Fidèle à son intérêt pour l’architecture, les signes et les lignes de force perçus dans les espaces traversés, Jeanne Tzaut a choisi d’investir deux sites extérieurs. A Barlieu devant les silos comme à Vailly à l’écart de la grange, elle s’appuie sur la typologie de panneaux d’information présents pour proposer des modules-sculptures, sorte de simulacres qui en récupèrent et en déclinent la forme. A mi-chemin du vrai et du faux, des codes informatifs et du caractère illusionniste de son médium, chacun porte une/des peinture(s) réalisée(s) à partir de vues fragmentaires de l’architecture des silos ou des granges.
Entre aplats et leurres visuels, géométries, détails de matières et de couleurs prélevés sur place par la photographie, les surfaces peintes jouent de l’ambiguïté de ce que l’on voit, de la nature du support entre deux et trois dimensions, comme de la manière de représenter ces éléments saisis dans l’environnement proche.
La mer à Moulin Riche. Quelle idée ! C’est pourtant ce que nous propose Chourouk Hriech à travers des points de vue multiples. Croisant des temps et des espaces disjoints, elle nous plonge dans une sorte de décor, combinaison d’artifices visuels qui sollicitent la mise en mouvement de nos imaginaires. Au mur, un grand rideau porte une image de la mer sous un ciel parsemé de nuages. Sculpture blanche énigmatique, L’horizon est un cercle pourrait être une embarcation à voile, un éventail déplié ou une entité végétale. Renforçant l’effet de mirage qui pointe, la figure de l’oiseau libre et voyageur, qui accompagne souvent son travail, est présente sous deux formes. Des spécimens en volume, uniformément blancs et figés, parsèment l’espace. Les fac-similés de la série La voce della Luna, trois toiles suspendues, proposent encore un déplacement du regard. La reproduction colorée de planches d’oiseaux alertes se détache sur le fond de dessins monochromes, architectures monumentales, fantasmes de la modernité.

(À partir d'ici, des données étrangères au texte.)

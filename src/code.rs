//! Confirmation code extraction.
//!
//! Codes are located by an ordered chain of [`PatternRule`]s. Context rules
//! require a trigger phrase (English or Russian) in front of the value and are
//! tried first, trigger class by trigger class, each in
//! [`ValueShape::Numeric`], [`ValueShape::Alphanumeric`],
//! [`ValueShape::Hyphenated`] order. The first rule that matches wins, even if
//! a later rule would match earlier in the text. Only when no context rule
//! matches does the bare [`FallbackCodeMatcher`] get a turn.
//!
//! # Example
//!
//! ```
//! use tempmail_confirm::code::CodeExtractor;
//!
//! let extractor = CodeExtractor::default();
//! let code = extractor.extract(Some("<p>Your confirmation code: <b>123456</b></p>"), None);
//! assert_eq!(code.as_deref(), Some("123456"));
//! ```

use crate::matcher::{FallbackCodeMatcher, Matcher};
use crate::normalize::normalize_html;
use regex::Regex;
use std::borrow::Cow;
use std::sync::LazyLock;
use tracing::{debug, instrument};

/// Trigger phrase classes, in priority order.
#[derive(Debug, Clone, Copy, PartialEq, Eq, Hash)]
pub enum Trigger {
    /// Explicit labels such as `confirmation code` or `код подтверждения`.
    Labeled,
    /// A bare `code` / `код`.
    Bare,
    /// Sentences such as `your code is` or `use this code`.
    Sentence,
}

impl Trigger {
    /// All trigger classes in the order they are tried.
    pub const ALL: [Trigger; 3] = [Trigger::Labeled, Trigger::Bare, Trigger::Sentence];

    fn pattern(self) -> &'static str {
        match self {
            Trigger::Labeled => {
                "код подтверждения|confirmation code|verify code|verification code|auth code\
                 |authentication code|your code|код верификации|код для подтверждения|код активации"
            }
            Trigger::Bare => "code|код",
            Trigger::Sentence => r"your\s*code\s*is|here\s*is\s*your\s*code|use\s*this\s*code",
        }
    }
}

impl std::fmt::Display for Trigger {
    fn fmt(&self, f: &mut std::fmt::Formatter<'_>) -> std::fmt::Result {
        match self {
            Trigger::Labeled => write!(f, "labeled"),
            Trigger::Bare => write!(f, "bare"),
            Trigger::Sentence => write!(f, "sentence"),
        }
    }
}

/// Shapes a captured code may take, in priority order.
#[derive(Debug, Clone, Copy, PartialEq, Eq, Hash)]
pub enum ValueShape {
    /// 4 to 8 digits.
    Numeric,
    /// 6 to 12 letters or digits.
    Alphanumeric,
    /// 6 to 16 letters, digits or hyphens.
    Hyphenated,
}

impl ValueShape {
    /// All shapes in the order they are tried.
    pub const ALL: [ValueShape; 3] = [
        ValueShape::Numeric,
        ValueShape::Alphanumeric,
        ValueShape::Hyphenated,
    ];

    fn pattern(self) -> &'static str {
        match self {
            ValueShape::Numeric => r"\b\d{4,8}\b",
            ValueShape::Alphanumeric => r"[A-Za-z0-9]{6,12}\b",
            ValueShape::Hyphenated => r"[A-Za-z0-9\-]{6,16}\b",
        }
    }
}

impl std::fmt::Display for ValueShape {
    fn fmt(&self, f: &mut std::fmt::Formatter<'_>) -> std::fmt::Result {
        match self {
            ValueShape::Numeric => write!(f, "numeric"),
            ValueShape::Alphanumeric => write!(f, "alphanumeric"),
            ValueShape::Hyphenated => write!(f, "hyphenated"),
        }
    }
}

/// One link of the extraction chain.
#[derive(Debug, Clone, Copy, PartialEq, Eq, Hash)]
pub enum PatternRule {
    /// A trigger phrase, an optional `:`/`-` separator, then a value of the given shape.
    Context {
        /// Trigger phrase class.
        trigger: Trigger,
        /// Expected value shape.
        shape: ValueShape,
    },
    /// The bare-value pattern, consulted last.
    Fallback,
}

impl std::fmt::Display for PatternRule {
    fn fmt(&self, f: &mut std::fmt::Formatter<'_>) -> std::fmt::Result {
        match self {
            PatternRule::Context { trigger, shape } => write!(f, "{trigger} {shape}"),
            PatternRule::Fallback => write!(f, "fallback"),
        }
    }
}

struct ContextRule {
    rule: PatternRule,
    regex: Regex,
}

static CONTEXT_RULES: LazyLock<Vec<ContextRule>> = LazyLock::new(|| {
    Trigger::ALL
        .into_iter()
        .flat_map(|trigger| ValueShape::ALL.into_iter().map(move |shape| (trigger, shape)))
        .map(|(trigger, shape)| ContextRule {
            rule: PatternRule::Context { trigger, shape },
            regex: Regex::new(&format!(
                r"(?i)(?:{})\s*[:\-]?\s*({})",
                trigger.pattern(),
                shape.pattern()
            ))
            .expect("valid regex"),
        })
        .collect()
});

/// A located code together with the rule that found it.
#[derive(Debug, Clone, PartialEq, Eq)]
pub struct CodeMatch<'a> {
    /// The captured code.
    pub value: Cow<'a, str>,
    /// The rule that produced it.
    pub rule: PatternRule,
}

/// Finds confirmation codes in message bodies.
#[derive(Debug, Clone, Default)]
pub struct CodeExtractor {
    fallback: FallbackCodeMatcher,
}

impl CodeExtractor {
    /// Creates an extractor that uses `fallback` as its last rule.
    #[must_use]
    pub fn new(fallback: FallbackCodeMatcher) -> Self {
        Self { fallback }
    }

    /// Returns the chain in evaluation order.
    #[must_use]
    pub fn rules() -> Vec<PatternRule> {
        CONTEXT_RULES
            .iter()
            .map(|context| context.rule)
            .chain(std::iter::once(PatternRule::Fallback))
            .collect()
    }

    /// Runs the chain over one piece of text.
    #[must_use]
    pub fn find_in<'a>(&self, text: &'a str) -> Option<CodeMatch<'a>> {
        let context = CONTEXT_RULES.iter().find_map(|context| {
            context
                .regex
                .captures(text)
                .and_then(|caps| caps.get(1))
                .map(|m| CodeMatch {
                    value: Cow::Borrowed(m.as_str()),
                    rule: context.rule,
                })
        });

        context.or_else(|| {
            self.fallback.find_match(text).map(|value| CodeMatch {
                value,
                rule: PatternRule::Fallback,
            })
        })
    }

    /// Extracts a code from a message.
    ///
    /// The normalized HTML body is searched first; the plain-text body is
    /// searched only when the HTML body is empty or yields nothing.
    #[instrument(
        name = "CodeExtractor::extract",
        skip_all,
        fields(
            html_len = body_html.map_or(0, str::len),
            text_len = body_text.map_or(0, str::len)
        )
    )]
    pub fn extract(&self, body_html: Option<&str>, body_text: Option<&str>) -> Option<String> {
        let clean = normalize_html(body_html.unwrap_or_default());

        if !clean.is_empty() {
            if let Some(found) = self.find_in(&clean) {
                debug!(rule = %found.rule, source = "html", "Found confirmation code");
                return Some(found.value.into_owned());
            }
        }

        if let Some(text) = body_text.filter(|text| !text.is_empty()) {
            if let Some(found) = self.find_in(text) {
                debug!(rule = %found.rule, source = "text", "Found confirmation code");
                return Some(found.value.into_owned());
            }
        }

        debug!("No confirmation code found in message body");
        None
    }
}

impl Matcher for CodeExtractor {
    fn find_match<'a>(&self, text: &'a str) -> Option<Cow<'a, str>> {
        self.find_in(text).map(|found| found.value)
    }

    fn description(&self) -> &str {
        "confirmation code"
    }
}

Cet ensemble composite fait face au paysage réel; le bief du moulin, les prés, les lignes d’arbres et leurs frondaisons. Ultime chimère, des bottes de foin qui évoquent l’usage jadis agricole du lieu, serviront à ceux qui souhaitent s’asseoir, prendre le temps d’une déambulation mentale. Elles semblent les invitées inattendues d’une mise en scène prodigue, à l’image du théâtre de notre monde.

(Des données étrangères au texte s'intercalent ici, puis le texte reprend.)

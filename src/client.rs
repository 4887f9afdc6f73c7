//! Disposable-mailbox client running the confirmation pipeline.
//!
//! The [`TempMailClient`] is the main entry point for this crate. It provides
//! async methods to:
//!
//! - Provision a mailbox
//! - Wait for the first message
//! - Fetch it and extract a confirmation link and code
//!
//! [`run`](TempMailClient::run) chains all of them and always returns an
//! [`ExtractionResult`], never an error.
//!
//! # Example
//!
//! ```no_run
//! use tempmail_confirm::{Config, TempMailClient};
//!
//! # async fn example() -> tempmail_confirm::Result<()> {
//! let client = TempMailClient::new(Config::from_env()?)?;
//! let result = client.run().await;
//!
//! if let Some(code) = result.confirmation_code() {
//!     println!("Got code: {code}");
//! }
//! # Ok(())
//! # }
//! ```

use crate::code::CodeExtractor;
use crate::config::Config;
use crate::error::{Error, Result};
use crate::link::LinkExtractor;
use crate::poller::{self, PollOutcome};
use crate::result::ExtractionResult;
use crate::session::{self, MailboxSession, Message};
use crate::transport::{HttpTransport, Transport};
use tracing::{error, info, instrument, warn};

/// Async client for one disposable-mailbox confirmation run.
///
/// Create using [`TempMailClient::new`], or [`with_transport`](Self::with_transport)
/// to supply a custom [`Transport`].
///
/// # Lifecycle
///
/// 1. [`create_mailbox`](Self::create_mailbox) provisions an inbox
/// 2. [`wait_for_message`](Self::wait_for_message) polls until a message is listed
/// 3. [`fetch_message`](Self::fetch_message) downloads it
/// 4. [`extract`](Self::extract) finds the link and code
///
/// or simply [`run`](Self::run) them all.
pub struct TempMailClient<T = HttpTransport> {
    transport: T,
    config: Config,
    links: LinkExtractor,
    codes: CodeExtractor,
}

impl TempMailClient<HttpTransport> {
    /// Creates a client backed by [`HttpTransport`].
    ///
    /// # Errors
    ///
    /// Returns an error if the HTTP client cannot be built (for example an
    /// unusable proxy).
    pub fn new(config: Config) -> Result<Self> {
        let transport = HttpTransport::new(&config)?;
        Ok(Self::with_transport(config, transport))
    }
}

impl<T: Transport> TempMailClient<T> {
    /// Creates a client over the given transport.
    #[must_use]
    pub fn with_transport(config: Config, transport: T) -> Self {
        let links = LinkExtractor::new(config.patterns.link.clone());
        let codes = CodeExtractor::new(config.patterns.code_fallback.clone());
        Self {
            transport,
            config,
            links,
            codes,
        }
    }

    /// Returns the configuration of this client.
    #[must_use]
    pub fn config(&self) -> &Config {
        &self.config
    }

    /// Runs the whole pipeline: provision, poll, fetch, extract.
    ///
    /// Failures are reported in the returned record: if provisioning, polling
    /// or fetching fails, extraction is skipped and the record is
    /// [`Failed`](crate::Status::Failed) with whatever was known by then.
    #[instrument(
        name = "TempMailClient::run",
        skip(self),
        fields(base_url = %self.config.base_url, proxy_enabled = self.config.proxy.is_some())
    )]
    pub async fn run(&self) -> ExtractionResult {
        let session = match self.create_mailbox().await {
            Ok(session) => session,
            Err(e) => {
                error!(error = %e, category = %e.category(), "Failed to create temporary mailbox");
                return ExtractionResult::failed(None);
            }
        };
        let email = Some(session.address().to_string());

        let message_id = match self.wait_for_message(&session).await {
            Ok(id) => id,
            Err(e) => {
                error!(error = %e, "No message to extract from");
                return ExtractionResult::failed(email);
            }
        };

        let message = match self.fetch_message(&session, &message_id).await {
            Ok(message) => message,
            Err(e) => {
                error!(error = %e, "Failed to fetch message details");
                return ExtractionResult::failed(email);
            }
        };

        let (link, code) = self.extract(&message).await;
        let result = ExtractionResult::from_artifacts(email, link, code);

        info!(status = ?result.status(), "Run finished");
        result
    }

    /// Provisions a new mailbox.
    ///
    /// # Errors
    ///
    /// Returns an error if the service does not hand out a usable mailbox.
    pub async fn create_mailbox(&self) -> Result<MailboxSession> {
        session::create_mailbox(&self.transport, &self.config).await
    }

    /// Polls until the first message is listed.
    ///
    /// # Errors
    ///
    /// Returns [`Error::NoMessage`] when the polling budget is spent.
    pub async fn wait_for_message(&self, session: &MailboxSession) -> Result<String> {
        match poller::poll_for_message(&self.transport, &self.config, session, &self.config.polling)
            .await
        {
            PollOutcome::Found { message_id, .. } => Ok(message_id),
            PollOutcome::NotFound { attempts } => Err(Error::NoMessage { attempts }),
        }
    }

    /// Fetches one message.
    ///
    /// # Errors
    ///
    /// Returns [`Error::MessageUnavailable`] if the message cannot be fetched.
    pub async fn fetch_message(&self, session: &MailboxSession, message_id: &str) -> Result<Message> {
        session::fetch_message(&self.transport, &self.config, session, message_id).await
    }

    /// Extracts the confirmation link (resolved) and code from a message.
    #[instrument(name = "TempMailClient::extract", skip_all, fields(message_id = %message.id))]
    pub async fn extract(&self, message: &Message) -> (Option<String>, Option<String>) {
        let html = Some(message.body_html.as_str());
        let text = Some(message.body_text.as_str());

        let link = self.links.extract(&self.transport, html, text).await;
        let code = self.codes.extract(html, text);

        match &code {
            Some(code) => info!(code = %code, "Extracted confirmation code"),
            None => warn!("No confirmation code found in email body"),
        }

        (link, code)
    }
}

impl<T> std::fmt::Debug for TempMailClient<T> {
    fn fmt(&self, f: &mut std::fmt::Formatter<'_>) -> std::fmt::Result {
        f.debug_struct("TempMailClient")
            .field("base_url", &self.config.base_url.as_str())
            .field("proxy", &self.config.proxy.as_ref().map(ToString::to_string))
            .field("polling", &self.config.polling)
            .finish_non_exhaustive()
    }
}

Dans une lecture où les bâtiments de la ferme font corps avec le milieu, Tsama do Paço s’est arrêtée sur le caractère « organique » de la grange de Joliveau à Assigny. Laissée en l’état, elle a accumulé les signes de vie et de travail dont témoignent la présence d’outils, l’usure des huisseries et des murs, les reliquats de foin, paille, branches, feuilles mortes de l’arbre jouxtant la grange. Cette épaisseur du temps, des saisons renouvelées, l’a conduit à imaginer Me tangere. Telles une nuée, des empreintes de feuilles de chêne sont suspendues dans l’espace. Elles les nomme des « détails du monde ». Fragiles, diaphanes, elles font lien entre les temps, appellent la notion de cycle de vie. L’installation se révèle soumise aux conditions présentes : lumière ambiante, souffle de l’air, déplacements du visiteur. Les cyanotypes qui l’accompagne sont des constellations-motifs approfondissant l’idée du parcours, depuis les feuilles qui reçoivent l’énergie solaire jusqu’aux étoiles.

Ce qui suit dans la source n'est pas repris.